The coal-gas switch as the carbon price in the EU Emissions Trading System rose above €20 per tonne of emissions and gas prices fell has impacted figures, pushing gas generation to become cheaper than coal.


The UK must “even the playing field” to accelerate EV uptake

A report by the Environmental Defense Fund Europe and Frontier Economics has called on the future government to bridge the affordability gap between electric vehicles (EVs) and fossil-fuel vehicles.

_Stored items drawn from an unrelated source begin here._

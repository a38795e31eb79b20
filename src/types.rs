use chrono::{DateTime, Utc};
use serde::{Deserialize, Serialize};
use std::{
    collections::BTreeMap,
    sync::{Arc, Mutex},
};

use crate::leagues::LeagueStore;
use crate::predictions::PredictionBook;
use crate::simulation::Simulation;
use crate::tournament::Tournament;

// ── Constants ──────────────────────────────────────────────────────────

pub const PREDICTION_LOCK_MINUTES: i64 = 5;
pub const THIRD_PLACE_CONFLICT: &str = "A Definir (3º)";
pub const DEFAULT_BIND_ADDR: &str = "127.0.0.1:17890";
pub const DEFAULT_TOURNAMENT_PATH: &str = "data/world_cup_2026.json";
pub const DELETED_LEAGUE_MARK: &str = "[EXCLUÍDA]";
pub const KICKOFF_POLL_INTERVAL_MS: u64 = 30_000;

// ── Shared state type aliases ──────────────────────────────────────────

pub type TeamId = String;
pub type GroupStandings = BTreeMap<String, Vec<GroupStanding>>;
pub type SharedTournament = Arc<Mutex<Tournament>>;
pub type SharedSimulation = Arc<Mutex<Simulation>>;
pub type SharedPredictionBook = Arc<Mutex<PredictionBook>>;

// ── Match types ────────────────────────────────────────────────────────

#[derive(Debug, Clone, Copy, PartialEq, Eq, PartialOrd, Ord, Hash, Serialize, Deserialize)]
pub enum Phase {
    #[serde(rename = "GROUP", alias = "Grupos")]
    Group,
    #[serde(rename = "ROUND_32", alias = "16-avos de Final")]
    Round32,
    #[serde(rename = "ROUND_16", alias = "Oitavas de Final")]
    Round16,
    #[serde(rename = "QUARTER", alias = "Quartas de Final")]
    Quarter,
    #[serde(rename = "SEMI", alias = "Semifinal")]
    Semi,
    /// Final and third-place match.
    #[serde(rename = "FINAL", alias = "Final")]
    Final,
}

impl Phase {
    pub const KNOCKOUT: [Phase; 5] = [
        Phase::Round32,
        Phase::Round16,
        Phase::Quarter,
        Phase::Semi,
        Phase::Final,
    ];

    pub fn is_knockout(self) -> bool {
        self != Phase::Group
    }
}

#[derive(Debug, Clone, Copy, PartialEq, Eq, Hash, Serialize, Deserialize)]
#[serde(rename_all = "SCREAMING_SNAKE_CASE")]
pub enum MatchStatus {
    Scheduled,
    InProgress,
    Finished,
}

#[derive(Debug, Clone, PartialEq, Serialize, Deserialize)]
#[serde(rename_all = "camelCase")]
pub struct Match {
    pub id: String,
    pub home_team_id: TeamId,
    pub away_team_id: TeamId,
    pub home_score: Option<u32>,
    pub away_score: Option<u32>,
    pub date: DateTime<Utc>,
    pub phase: Phase,
    #[serde(default, skip_serializing_if = "Option::is_none")]
    pub group: Option<String>,
    pub status: MatchStatus,
    #[serde(default)]
    pub location: String,
}

impl Match {
    pub fn scores(&self) -> Option<(u32, u32)> {
        Some((self.home_score?, self.away_score?))
    }

    /// Started or finished: the states that count towards standings and points.
    pub fn is_live_or_finished(&self) -> bool {
        matches!(self.status, MatchStatus::InProgress | MatchStatus::Finished)
    }
}

#[derive(Debug, Clone, PartialEq, Eq, Serialize, Deserialize)]
#[serde(rename_all = "camelCase")]
pub struct GroupStanding {
    pub team_id: TeamId,
    pub points: u32,
    pub played: u32,
    pub won: u32,
    pub drawn: u32,
    pub lost: u32,
    pub gf: u32,
    pub ga: u32,
    pub gd: i32,
}

impl GroupStanding {
    pub fn new(team_id: TeamId) -> Self {
        GroupStanding {
            team_id,
            points: 0,
            played: 0,
            won: 0,
            drawn: 0,
            lost: 0,
            gf: 0,
            ga: 0,
            gd: 0,
        }
    }
}

// ── League types ───────────────────────────────────────────────────────

#[derive(Debug, Clone, Copy, PartialEq, Eq, Hash, Serialize, Deserialize)]
#[serde(rename_all = "SCREAMING_SNAKE_CASE")]
pub enum LeaguePlan {
    Free,
    VipBasic,
    Vip,
    VipMaster,
    VipUnlimited,
    /// Any plan name this build does not know; limited like FREE.
    #[serde(other)]
    Unknown,
}

impl LeaguePlan {
    /// Participant limit, `None` meaning unbounded.
    pub fn capacity(self) -> Option<usize> {
        match self {
            LeaguePlan::Free | LeaguePlan::Unknown => Some(10),
            LeaguePlan::VipBasic => Some(50),
            LeaguePlan::Vip => Some(100),
            LeaguePlan::VipMaster => Some(200),
            LeaguePlan::VipUnlimited => None,
        }
    }
}

#[derive(Debug, Clone, PartialEq, Serialize, Deserialize)]
#[serde(rename_all = "camelCase")]
pub struct LeagueSettings {
    pub exact_score: u32,
    pub winner_and_diff: u32,
    pub winner: u32,
    pub draw: u32,
    /// Legacy flag from before plans existed.
    #[serde(default, skip_serializing_if = "Option::is_none")]
    pub is_unlimited: Option<bool>,
    #[serde(default, skip_serializing_if = "Option::is_none")]
    pub plan: Option<LeaguePlan>,
}

impl Default for LeagueSettings {
    fn default() -> Self {
        Self {
            exact_score: 10,
            winner_and_diff: 7,
            winner: 5,
            draw: 7,
            is_unlimited: None,
            plan: None,
        }
    }
}

#[derive(Debug, Clone, PartialEq, Serialize, Deserialize)]
#[serde(rename_all = "camelCase")]
pub struct League {
    pub id: String,
    pub name: String,
    pub admin_id: String,
    #[serde(default)]
    pub is_private: bool,
    #[serde(default)]
    pub participants: Vec<String>,
    #[serde(default)]
    pub pending_requests: Vec<String>,
    #[serde(default)]
    pub settings: LeagueSettings,
}

#[derive(Debug, Clone, Copy, PartialEq, Eq, Serialize, Deserialize)]
#[serde(rename_all = "lowercase")]
pub enum InviteStatus {
    Pending,
    Accepted,
    Rejected,
}

#[derive(Debug, Clone, PartialEq, Serialize, Deserialize)]
#[serde(rename_all = "camelCase")]
pub struct Invitation {
    pub id: String,
    pub league_id: String,
    pub email: String,
    pub status: InviteStatus,
}

#[derive(Debug, Clone, PartialEq, Eq, Serialize, Deserialize)]
#[serde(rename_all = "camelCase")]
pub struct Prediction {
    pub user_id: String,
    pub match_id: String,
    pub league_id: String,
    pub home_score: u32,
    pub away_score: u32,
}

// ── App config & server state ──────────────────────────────────────────

#[derive(Debug, Clone, Serialize, Deserialize)]
#[serde(rename_all = "camelCase", default)]
pub struct AppConfig {
    pub tournament_path: String,
    pub simulation_path: String,
    pub leagues_path: String,
    pub predictions_path: String,
    pub bind_addr: String,
}

impl Default for AppConfig {
    fn default() -> Self {
        Self {
            tournament_path: DEFAULT_TOURNAMENT_PATH.to_string(),
            simulation_path: String::new(),
            leagues_path: String::new(),
            predictions_path: String::new(),
            bind_addr: DEFAULT_BIND_ADDR.to_string(),
        }
    }
}

#[derive(Clone)]
pub struct AppState {
    pub tournament: SharedTournament,
    pub simulation: SharedSimulation,
    pub leagues: LeagueStore,
    pub predictions: SharedPredictionBook,
}
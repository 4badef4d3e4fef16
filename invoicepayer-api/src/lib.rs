// invoicepayer HTTP API
//
// Invoice submission, live payment status over Server-Sent Events and the
// operational endpoints.

pub mod http;

pub use http::{create_router, AppError, AppResult, AppState};
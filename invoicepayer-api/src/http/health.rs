//! Health check and stream status endpoints

use axum::{extract::State, response::IntoResponse, routing::get, Json, Router};
use invoicepayer_stream::StreamSnapshot;
use serde::Serialize;

use crate::http::AppState;

/// Health check router
pub fn create_health_router() -> Router<AppState> {
    Router::new()
        .route("/health", get(health_check))
        .route("/api/streams", get(list_streams))
}

/// Basic health check (always returns OK if server is running)
pub async fn health_check() -> impl IntoResponse {
    "OK"
}

#[derive(Debug, Serialize)]
pub struct StreamsResponse {
    pub active_streams: usize,
    pub observers: usize,
    pub streams: Vec<StreamSnapshot>,
}

/// Open payment streams and their observer counts
pub async fn list_streams(State(state): State<AppState>) -> Json<StreamsResponse> {
    let streams = state.manager.snapshots();
    Json(StreamsResponse {
        active_streams: streams.len(),
        observers: streams.iter().map(|s| s.observers).sum(),
        streams,
    })
}
use std::future::IntoFuture;
use std::sync::Arc;
use std::time::Duration;

use invoicepayer_api::{create_router, AppState};
use invoicepayer_core::Config;
use invoicepayer_stream::{PaymentStreamManager, PaymentSubmitter};
use tokio::net::TcpListener;
use tokio::sync::Notify;
use tracing::{error, info, warn};

/// HTTP server plus the stream engine behind it
pub struct InvoicePayerServer {
    config: Config,
    manager: PaymentStreamManager,
    submitter: PaymentSubmitter,
}

impl InvoicePayerServer {
    pub const fn new(
        config: Config,
        manager: PaymentStreamManager,
        submitter: PaymentSubmitter,
    ) -> Self {
        Self {
            config,
            manager,
            submitter,
        }
    }

    /// Serve until a shutdown signal, then close every payment stream and
    /// let connections drain for at most `server.shutdown_timeout_seconds`.
    pub async fn start(self) -> anyhow::Result<()> {
        let http_address = self.config.http_address();
        let listener = TcpListener::bind(&http_address)
            .await
            .map_err(|e| anyhow::anyhow!("Failed to bind HTTP server to {http_address}: {e}"))?;
        info!("HTTP server listening on {}", http_address);

        let drain_timeout = self.config.server.shutdown_timeout();
        let manager = self.manager.clone();
        let router = create_router(AppState::new(self.manager, self.submitter));

        // Fired once streams are closed and the server starts draining
        let draining = Arc::new(Notify::new());
        let notify = Arc::clone(&draining);

        let server = axum::serve(listener, router)
            .with_graceful_shutdown(async move {
                shutdown_signal().await;
                info!("Shutdown signal received, starting graceful shutdown...");
                // Closing the streams ends every open SSE response
                manager.shutdown(drain_timeout).await;
                notify.notify_one();
            })
            .into_future();

        tokio::select! {
            result = server => {
                if let Err(e) = result {
                    error!("HTTP server error: {}", e);
                    return Err(e.into());
                }
            }
            () = drain_deadline(&draining, drain_timeout) => {
                warn!(
                    "Connections still open after {}s, forcing shutdown",
                    drain_timeout.as_secs()
                );
            }
        }

        info!("Shutdown complete");
        Ok(())
    }
}

async fn drain_deadline(draining: &Notify, timeout: Duration) {
    draining.notified().await;
    tokio::time::sleep(timeout).await;
}

async fn shutdown_signal() {
    let ctrl_c = async {
        match tokio::signal::ctrl_c().await {
            Ok(()) => {
                info!("Received Ctrl+C signal");
            }
            Err(e) => {
                error!("Failed to install Ctrl+C handler: {}", e);
            }
        }
    };

    #[cfg(unix)]
    let terminate = async {
        match tokio::signal::unix::signal(tokio::signal::unix::SignalKind::terminate()) {
            Ok(mut signal) => {
                signal.recv().await;
                info!("Received SIGTERM signal");
            }
            Err(e) => {
                error!("Failed to install SIGTERM handler: {}", e);
            }
        }
    };

    #[cfg(not(unix))]
    let terminate = std::future::pending::<()>();

    tokio::select! {
        () = ctrl_c => {}
        () = terminate => {}
    }
}
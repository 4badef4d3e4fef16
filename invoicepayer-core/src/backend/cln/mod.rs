//! Core Lightning REST (clnrest) backend

mod client;
mod error;
mod types;

pub use client::ClnRestClient;
pub use error::ClnError;
pub use types::rpc_error_message;
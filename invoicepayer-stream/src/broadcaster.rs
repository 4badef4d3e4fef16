//! Transport-facing fan-out interface
//!
//! A payment stream never sees its observers. It gets a channel from the
//! broadcaster when it is created and from then on only publishes events,
//! asks how many observers are listening, and releases the channel.

use invoicepayer_core::PaymentStatus;
use serde_json::Value;
use std::time::Duration;

/// Identifies one stream's channel. Never reused within a process.
pub type ChannelId = u64;

/// Event delivered to observers.
#[derive(Debug, Clone, PartialEq)]
pub enum StreamEvent {
    Status(PaymentStatus),
    /// Full payment record, only after `complete`
    Result(Value),
    Keepalive,
    /// Reconnect delay directive (SSE `retry:`)
    Retry(Duration),
}

impl StreamEvent {
    /// SSE event name.
    #[must_use]
    pub const fn name(&self) -> &'static str {
        match self {
            Self::Status(_) => "status",
            Self::Result(_) => "result",
            Self::Keepalive => "keepalive",
            Self::Retry(_) => "retry",
        }
    }

    /// Keepalives only matter to the connection they were sent on.
    #[must_use]
    pub const fn is_replayable(&self) -> bool {
        !matches!(self, Self::Keepalive)
    }
}

/// Delivers events to every observer attached to a channel.
pub trait Broadcaster: Send + Sync {
    /// Allocate a channel for a new stream.
    fn open(&self) -> ChannelId;

    /// Deliver `event` to all observers of `channel`, returning how many
    /// received it. Unknown channels are ignored.
    fn broadcast(&self, channel: ChannelId, event: StreamEvent) -> usize;

    /// Number of observers currently attached.
    fn observer_count(&self, channel: ChannelId) -> usize;

    /// Release the channel if no observer is attached, in one step with
    /// respect to new subscriptions. Returns true when the channel is gone.
    fn release_if_idle(&self, channel: ChannelId) -> bool;

    /// Release the channel unconditionally. Attached observers still drain
    /// what was already delivered, then their feed ends.
    fn release(&self, channel: ChannelId);
}
//! Live payment status over Server-Sent Events
//!
//! `GET /stream/{payment_hash}` attaches the caller to the payment's stream
//! when it asks for `text/event-stream`. Any other request gets the HTML
//! page, which opens the same URL through `EventSource`.

use axum::{
    extract::{Path, State},
    http::{header, HeaderMap},
    response::{
        sse::{Event, Sse},
        IntoResponse, Response,
    },
    routing::get,
    Router,
};
use futures::stream::{self, Stream};
use invoicepayer_core::PaymentHash;
use invoicepayer_stream::{StreamEvent, Subscription};
use std::convert::Infallible;

use crate::http::{pages, AppError, AppResult, AppState};

const EVENT_STREAM: &str = "text/event-stream";

pub fn create_stream_router() -> Router<AppState> {
    Router::new().route("/stream/{payment_hash}", get(payment_stream))
}

pub async fn payment_stream(
    State(state): State<AppState>,
    Path(payment_hash): Path<String>,
    headers: HeaderMap,
) -> AppResult<Response> {
    let payment_hash =
        PaymentHash::parse(&payment_hash).map_err(|e| AppError::BadRequest(e.to_string()))?;

    if !wants_event_stream(&headers) {
        return Ok(pages::stream_page(&payment_hash).into_response());
    }

    let subscription = state.manager.attach(&payment_hash).await;
    tracing::debug!(payment_hash = %payment_hash, "SSE observer connected");
    Ok(Sse::new(sse_events(subscription)).into_response())
}

fn wants_event_stream(headers: &HeaderMap) -> bool {
    headers
        .get_all(header::ACCEPT)
        .iter()
        .filter_map(|value| value.to_str().ok())
        .any(|value| value.contains(EVENT_STREAM))
}

/// Feed one subscription into the SSE body. Dropping the body (client gone)
/// drops the subscription, which detaches the observer.
fn sse_events(subscription: Subscription) -> impl Stream<Item = Result<Event, Infallible>> {
    stream::unfold(subscription, |mut subscription| async move {
        let event = subscription.recv().await?;
        Some((Ok(to_sse(&event)), subscription))
    })
}

fn to_sse(event: &StreamEvent) -> Event {
    match event {
        StreamEvent::Status(status) => Event::default()
            .event(event.name())
            .data(status.to_string()),
        StreamEvent::Result(record) => Event::default()
            .event(event.name())
            .data(record.to_string()),
        StreamEvent::Keepalive => Event::default().event(event.name()).data(""),
        StreamEvent::Retry(delay) => Event::default().retry(*delay),
    }
}
use thiserror::Error;

#[derive(Error, Debug)]
pub enum Error {
    #[error("Invalid input: {0}")]
    InvalidInput(String),

    #[error("Invalid invoice: {0}")]
    Decode(String),

    /// Transport or RPC failure while talking to the payment backend.
    #[error("Backend error: {0}")]
    Backend(String),

    /// The backend accepted the call but refused the payment.
    #[error("Payment failed: {0}")]
    PaymentFailed(String),

    #[error("Timeout: {0}")]
    Timeout(String),

    #[error("Configuration error: {0}")]
    Configuration(String),

    #[error("Serialization error: {0}")]
    Serialization(#[from] serde_json::Error),

    #[error("Internal error: {0}")]
    Internal(String),
}

pub type Result<T> = std::result::Result<T, Error>;

impl From<config::ConfigError> for Error {
    fn from(err: config::ConfigError) -> Self {
        Self::Configuration(err.to_string())
    }
}
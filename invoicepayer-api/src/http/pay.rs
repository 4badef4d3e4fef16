//! Invoice submission

use axum::{
    extract::{Query, State},
    response::Redirect,
    routing::get,
    Form, Router,
};
use serde::Deserialize;

use crate::http::{AppResult, AppState};

pub fn create_pay_router() -> Router<AppState> {
    Router::new().route("/pay", get(pay_query).post(pay_form))
}

#[derive(Debug, Deserialize)]
pub struct PayRequest {
    #[serde(default)]
    pub invoice: String,
}

pub async fn pay_form(
    State(state): State<AppState>,
    Form(req): Form<PayRequest>,
) -> AppResult<Redirect> {
    submit(&state, &req.invoice).await
}

pub async fn pay_query(
    State(state): State<AppState>,
    Query(req): Query<PayRequest>,
) -> AppResult<Redirect> {
    submit(&state, &req.invoice).await
}

/// Start paying and send the caller to the payment's stream.
async fn submit(state: &AppState, invoice: &str) -> AppResult<Redirect> {
    let decoded = state.submitter.submit(invoice).await?;
    tracing::info!(
        payment_hash = %decoded.payment_hash,
        amount_msat = ?decoded.amount_msat,
        "Invoice submitted"
    );
    Ok(Redirect::to(&format!("/stream/{}", decoded.payment_hash)))
}
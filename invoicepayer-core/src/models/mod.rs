pub mod payment;

pub use payment::{
    AttemptStatus, DecodedInvoice, PaymentAttempt, PaymentHash, PaymentStatus, WaitResponse,
};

Published on 11 November, Electrifying the UK: Ensuring the transportation revolution benefits everyone finds that while existing market conditions remain in favour of internal combustion engine (ICE) vehicles, the second-hand market for EVs is also underdeveloped. For EVs to gain traction, the report has called for new policies to “even the playing field” to tackle the disparity in current financing options. Additionally, uncertainty in the market is potentially resulting in lower adoption rates.

To illustrate potential savings, the report models two scenarios. The first finds that half of new vehicle purchases in every income group are EVs, granting total annual cost savings of £354mn per annum for the bottom 60% households. The scenario also finds that £307mn would be saved on fuel savings based on average per-mile costs of ICE and EVs, with £47mn per annum on non-fuel savings. 52% of new sales are also EVs in this scenario, meeting current government targets.

The second scenario assumes that sales will continue to occur in affluent groups, but sales of EVs will go up across all income levels. Up to £261mn will be provided in total annual cost savings for the bottom 60% of households; delivering £227mn per year in fuel savings and £35mn per year in non-fuel savings. The average cost savings could also reach £252 per household each year.

To ensure Britain can meet its 2030 target to phase out ICE vehicles, the report puts forth several steps for government: to adapt existing successful policies; strengthen programmes to lower the upfront cost of EVs; provide financing options on par with ICE vehicles to build a second-hand market; continue to run plug-in grants and home charge schemes and encourage purchases of clean vehicles. Additionally, to end the sales of new petrol and diesel vehicles by 2030 and introduce a zero emissions vehicle mandate on auto manufacturers


FMB calls for licensing scheme to deliver green construction

In response to the SNP manifesto, the Federation of Master Builders (FMB) declared on 27 November that a mandatory licensing scheme for UK construction companies is necessary to raise standards and encourage green construction projects.

Whilst the SNP’s initial pledge to encourage investment in green construction and decrease VAT on energy efficiency improvements are positive steps, the FMB argues that a licensing scheme is needed to ensure construction projects are completed to a high standard which reduces waste and carbon emissions.